ASSIGNMENT> A verbatim transcript of the lines below, starting at the first and ending with the one that holds "const DATA_CACHE_TTL: Duration", is what should be produced.

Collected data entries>

◇ ◇ ◇ ◇ ◇ ◇ ◇

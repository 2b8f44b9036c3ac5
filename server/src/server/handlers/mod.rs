//! HTTP request handlers

pub mod github;
pub mod monitoring;

use axum::response::IntoResponse;
use axum::Json;
use serde::Serialize;

use crate::utils::version_info;

/// Health check response
#[derive(Debug, Serialize)]
pub struct HealthResponse {
    pub status: String,
    pub service: String,
    pub version: String,
}

/// Service health handler (liveness, not deployment monitoring)
pub async fn health_handler() -> impl IntoResponse {
    let version = version_info();
    Json(HealthResponse {
        status: "healthy".to_string(),
        service: "portald".to_string(),
        version: version.version,
    })
}

/// Version response
#[derive(Debug, Serialize)]
pub struct VersionResponse {
    pub version: String,
    pub git_hash: String,
    pub build_time: String,
}

/// Version handler
pub async fn version_handler() -> impl IntoResponse {
    let version = version_info();
    Json(VersionResponse {
        version: version.version,
        git_hash: version.git_hash,
        build_time: version.build_time,
    })
}
//! GitHub API client with read-through caching

use std::time::Duration;

use base64::Engine;
use chrono::{TimeZone, Utc};
use reqwest::header;
use secrecy::{ExposeSecret, SecretString};
use serde::{Deserialize, Serialize};
use serde_json::Value;
use tracing::{debug, warn};

use crate::cache::TtlCache;
use crate::errors::PortalError;

const DEFAULT_API_URL: &str = "https://api.github.com";
const USER_AGENT: &str = "Portal-Backend/1.0";

/// Raw-data cache TTL: minutes-scale staleness is acceptable and a cold
/// cache just costs one extra upstream call.
const DATA_CACHE_TTL: Duration = Duration::from_secs(5 * 60);

/// GitHub client configuration
#[derive(Debug, Clone)]
pub struct GitHubOptions {
    /// API base URL, overridable for tests
    pub api_url: String,

    /// Optional token; unauthenticated calls work but rate-limit sooner
    pub token: Option<SecretString>,

    /// TTL for the raw-data cache
    pub cache_ttl: Duration,
}

impl Default for GitHubOptions {
    fn default() -> Self {
        Self {
            api_url: DEFAULT_API_URL.to_string(),
            token: None,
            cache_ttl: DATA_CACHE_TTL,
        }
    }
}

/// Issue state filter accepted by the issues endpoint
#[derive(Debug, Clone, Copy, PartialEq, Eq, Default)]
pub enum IssueState {
    Open,
    Closed,
    #[default]
    All,
}

impl IssueState {
    pub fn as_str(&self) -> &'static str {
        match self {
            IssueState::Open => "open",
            IssueState::Closed => "closed",
            IssueState::All => "all",
        }
    }

    /// Parse a query value, defaulting to `all` for anything unrecognized
    pub fn parse_or_default(raw: Option<&str>) -> Self {
        match raw {
            Some("open") => IssueState::Open,
            Some("closed") => IssueState::Closed,
            _ => IssueState::All,
        }
    }
}

/// Normalized commit returned by the API
#[derive(Debug, Clone, Serialize, Deserialize)]
#[serde(rename_all = "camelCase")]
pub struct CommitSummary {
    pub sha: String,
    /// First line of the commit message
    pub message: String,
    pub author: String,
    pub author_avatar: Option<String>,
    pub date: String,
    pub url: String,
}

/// Normalized issue returned by the API
#[derive(Debug, Clone, Serialize, Deserialize)]
#[serde(rename_all = "camelCase")]
pub struct IssueSummary {
    pub id: u64,
    pub number: u64,
    pub title: String,
    pub state: String,
    pub labels: Vec<IssueLabel>,
    pub created_at: String,
    pub closed_at: Option<String>,
    pub url: String,
}

#[derive(Debug, Clone, Serialize, Deserialize)]
pub struct IssueLabel {
    pub name: String,
    pub color: String,
}

/// Normalized repository info
#[derive(Debug, Clone, Serialize, Deserialize)]
#[serde(rename_all = "camelCase")]
pub struct RepoSummary {
    pub name: String,
    pub full_name: String,
    pub description: Option<String>,
    pub language: Option<String>,
    pub stars: u64,
    pub forks: u64,
    pub open_issues: u64,
    pub last_push: String,
    pub topics: Vec<String>,
    pub url: String,
}

// Upstream response shapes, only the fields we read

#[derive(Debug, Deserialize)]
struct RawCommit {
    sha: String,
    commit: RawCommitDetail,
    author: Option<RawActor>,
    html_url: String,
}

#[derive(Debug, Deserialize)]
struct RawCommitDetail {
    message: String,
    author: RawCommitAuthor,
}

#[derive(Debug, Deserialize)]
struct RawCommitAuthor {
    name: String,
    date: String,
}

#[derive(Debug, Deserialize)]
struct RawActor {
    login: String,
    avatar_url: Option<String>,
}

#[derive(Debug, Deserialize)]
struct RawIssue {
    id: u64,
    number: u64,
    title: String,
    state: String,
    #[serde(default)]
    labels: Vec<RawLabel>,
    created_at: String,
    closed_at: Option<String>,
    html_url: String,
}

#[derive(Debug, Deserialize)]
struct RawLabel {
    name: String,
    color: String,
}

#[derive(Debug, Deserialize)]
struct RawRepo {
    name: String,
    full_name: String,
    description: Option<String>,
    language: Option<String>,
    stargazers_count: u64,
    forks_count: u64,
    open_issues_count: u64,
    pushed_at: String,
    #[serde(default)]
    topics: Vec<String>,
    html_url: String,
}

#[derive(Debug, Deserialize)]
struct RawContent {
    content: Option<String>,
    encoding: Option<String>,
}

/// GitHub REST client. Every read goes through the raw-data cache keyed by
/// operation and parameters.
pub struct GitHubClient {
    client: reqwest::Client,
    options: GitHubOptions,
    cache: TtlCache<Value>,
}

impl GitHubClient {
    pub fn new(options: GitHubOptions) -> Result<Self, PortalError> {
        let client = reqwest::Client::builder()
            .timeout(Duration::from_secs(30))
            .build()
            .map_err(|e| PortalError::ConfigError(e.to_string()))?;

        let cache = TtlCache::new(options.cache_ttl);

        Ok(Self {
            client,
            options,
            cache,
        })
    }

    async fn fetch(&self, endpoint: &str) -> Result<Value, PortalError> {
        let url = format!("{}{}", self.options.api_url.trim_end_matches('/'), endpoint);
        debug!("GET {}", url);

        let mut request = self
            .client
            .get(&url)
            .header(header::ACCEPT, "application/vnd.github.v3+json")
            .header(header::USER_AGENT, USER_AGENT);

        if let Some(token) = &self.options.token {
            request = request.bearer_auth(token.expose_secret());
        }

        let response = request.send().await?;
        let status = response.status();

        if !status.is_success() {
            let remaining = response
                .headers()
                .get("X-RateLimit-Remaining")
                .and_then(|v| v.to_str().ok())
                .map(str::to_string);
            let reset = response
                .headers()
                .get("X-RateLimit-Reset")
                .and_then(|v| v.to_str().ok())
                .and_then(|v| v.parse::<i64>().ok());

            if status == reqwest::StatusCode::FORBIDDEN && remaining.as_deref() == Some("0") {
                let reset_at = reset
                    .and_then(|secs| Utc.timestamp_opt(secs, 0).single())
                    .unwrap_or_else(Utc::now);
                return Err(PortalError::RateLimited(format!(
                    "GitHub rate limit exceeded. Resets at {}",
                    reset_at.to_rfc3339()
                )));
            }

            if status == reqwest::StatusCode::NOT_FOUND {
                return Err(PortalError::NotFound("Repository not found".to_string()));
            }

            return Err(PortalError::Upstream(format!(
                "GitHub API error: {}",
                status.as_u16()
            )));
        }

        Ok(response.json().await?)
    }

    fn cached<T: serde::de::DeserializeOwned>(&self, key: &str) -> Option<T> {
        self.cache
            .get(key)
            .and_then(|value| serde_json::from_value(value).ok())
    }

    fn store<T: Serialize>(&self, key: &str, value: &T) {
        if let Ok(value) = serde_json::to_value(value) {
            self.cache.insert(key, value);
        }
    }

    /// Fetch recent commits for a repository
    pub async fn repo_commits(
        &self,
        owner: &str,
        repo: &str,
        limit: u32,
    ) -> Result<Vec<CommitSummary>, PortalError> {
        let cache_key = format!("commits:{}/{}:{}", owner, repo, limit);
        if let Some(cached) = self.cached(&cache_key) {
            return Ok(cached);
        }

        let raw = self
            .fetch(&format!(
                "/repos/{}/{}/commits?per_page={}",
                owner, repo, limit
            ))
            .await?;
        let commits: Vec<RawCommit> = serde_json::from_value(raw)?;

        let summaries: Vec<CommitSummary> = commits
            .into_iter()
            .map(|commit| CommitSummary {
                sha: commit.sha,
                message: commit
                    .commit
                    .message
                    .lines()
                    .next()
                    .unwrap_or_default()
                    .to_string(),
                author: commit
                    .author
                    .as_ref()
                    .map(|a| a.login.clone())
                    .unwrap_or_else(|| commit.commit.author.name.clone()),
                author_avatar: commit.author.and_then(|a| a.avatar_url),
                date: commit.commit.author.date,
                url: commit.html_url,
            })
            .collect();

        self.store(&cache_key, &summaries);
        Ok(summaries)
    }

    /// Fetch issues for a repository. Pull requests are filtered out since
    /// the issues API returns them too.
    pub async fn repo_issues(
        &self,
        owner: &str,
        repo: &str,
        state: IssueState,
        limit: u32,
    ) -> Result<Vec<IssueSummary>, PortalError> {
        let cache_key = format!("issues:{}/{}:{}:{}", owner, repo, state.as_str(), limit);
        if let Some(cached) = self.cached(&cache_key) {
            return Ok(cached);
        }

        let raw = self
            .fetch(&format!(
                "/repos/{}/{}/issues?state={}&per_page={}&sort=updated&direction=desc",
                owner,
                repo,
                state.as_str(),
                limit
            ))
            .await?;
        let entries: Vec<Value> = serde_json::from_value(raw)?;

        let mut summaries = Vec::with_capacity(entries.len());
        for entry in entries {
            if entry.get("pull_request").is_some() {
                continue;
            }
            let issue: RawIssue = serde_json::from_value(entry)?;
            summaries.push(IssueSummary {
                id: issue.id,
                number: issue.number,
                title: issue.title,
                state: issue.state,
                labels: issue
                    .labels
                    .into_iter()
                    .map(|l| IssueLabel {
                        name: l.name,
                        color: l.color,
                    })
                    .collect(),
                created_at: issue.created_at,
                closed_at: issue.closed_at,
                url: issue.html_url,
            });
        }

        self.store(&cache_key, &summaries);
        Ok(summaries)
    }

    /// Fetch basic repository information
    pub async fn repo_info(&self, owner: &str, repo: &str) -> Result<RepoSummary, PortalError> {
        let cache_key = format!("repo:{}/{}", owner, repo);
        if let Some(cached) = self.cached(&cache_key) {
            return Ok(cached);
        }

        let raw = self.fetch(&format!("/repos/{}/{}", owner, repo)).await?;
        let repo_data: RawRepo = serde_json::from_value(raw)?;

        let summary = RepoSummary {
            name: repo_data.name,
            full_name: repo_data.full_name,
            description: repo_data.description,
            language: repo_data.language,
            stars: repo_data.stargazers_count,
            forks: repo_data.forks_count,
            open_issues: repo_data.open_issues_count,
            last_push: repo_data.pushed_at,
            topics: repo_data.topics,
            url: repo_data.html_url,
        };

        self.store(&cache_key, &summary);
        Ok(summary)
    }

    /// Fetch a file's decoded content. Any failure degrades to `None`;
    /// summary generation works without the file.
    pub async fn file_content(&self, owner: &str, repo: &str, path: &str) -> Option<String> {
        let cache_key = format!("file:{}/{}:{}", owner, repo, path);
        if let Some(cached) = self.cached(&cache_key) {
            return Some(cached);
        }

        let raw = match self
            .fetch(&format!("/repos/{}/{}/contents/{}", owner, repo, path))
            .await
        {
            Ok(raw) => raw,
            Err(e) => {
                warn!("File fetch for {}/{}:{} failed: {}", owner, repo, path, e);
                return None;
            }
        };

        let content: RawContent = serde_json::from_value(raw).ok()?;
        if content.encoding.as_deref() != Some("base64") {
            return None;
        }

        // GitHub wraps base64 payloads with newlines
        let packed: String = content
            .content?
            .chars()
            .filter(|c| !c.is_whitespace())
            .collect();
        let bytes = base64::engine::general_purpose::STANDARD
            .decode(packed)
            .ok()?;
        let decoded = String::from_utf8(bytes).ok()?;

        self.store(&cache_key, &decoded);
        Some(decoded)
    }
}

◇ ◇ ◇ ◇ ◇ ◇ ◇

ANSWER SECTION>
repository 2b8f44b9036c3ac5
filename server/src/server/handlers/mod.rs
//! HTTP request handlers

pub mod github;
pub mod monitoring;

use axum::response::IntoResponse;
use axum::Json;
use serde::Serialize;

use crate::utils::version_info;

/// Health check response
#[derive(Debug, Serialize)]
pub struct HealthResponse {
    pub status: String,
    pub service: String,
    pub version: String,
}

/// Service health handler (liveness, not deployment monitoring)
pub async fn health_handler() -> impl IntoResponse {
    let version = version_info();
    Json(HealthResponse {
        status: "healthy".to_string(),
        service: "portald".to_string(),
        version: version.version,
    })
}

/// Version response
#[derive(Debug, Serialize)]
pub struct VersionResponse {
    pub version: String,
    pub git_hash: String,
    pub build_time: String,
}

/// Version handler
pub async fn version_handler() -> impl IntoResponse {
    let version = version_info();
    Json(VersionResponse {
        version: version.version,
        git_hash: version.git_hash,
        build_time: version.build_time,
    })
}
//! GitHub API client with read-through caching

use std::time::Duration;

use base64::Engine;
use chrono::{TimeZone, Utc};
use reqwest::header;
use secrecy::{ExposeSecret, SecretString};
use serde::{Deserialize, Serialize};
use serde_json::Value;
use tracing::{debug, warn};

use crate::cache::TtlCache;
use crate::errors::PortalError;

const DEFAULT_API_URL: &str = "https://api.github.com";
const USER_AGENT: &str = "Portal-Backend/1.0";

/// Raw-data cache TTL: minutes-scale staleness is acceptable and a cold
/// cache just costs one extra upstream call.
const DATA_CACHE_TTL: Duration = Duration::from_secs(5 * 60);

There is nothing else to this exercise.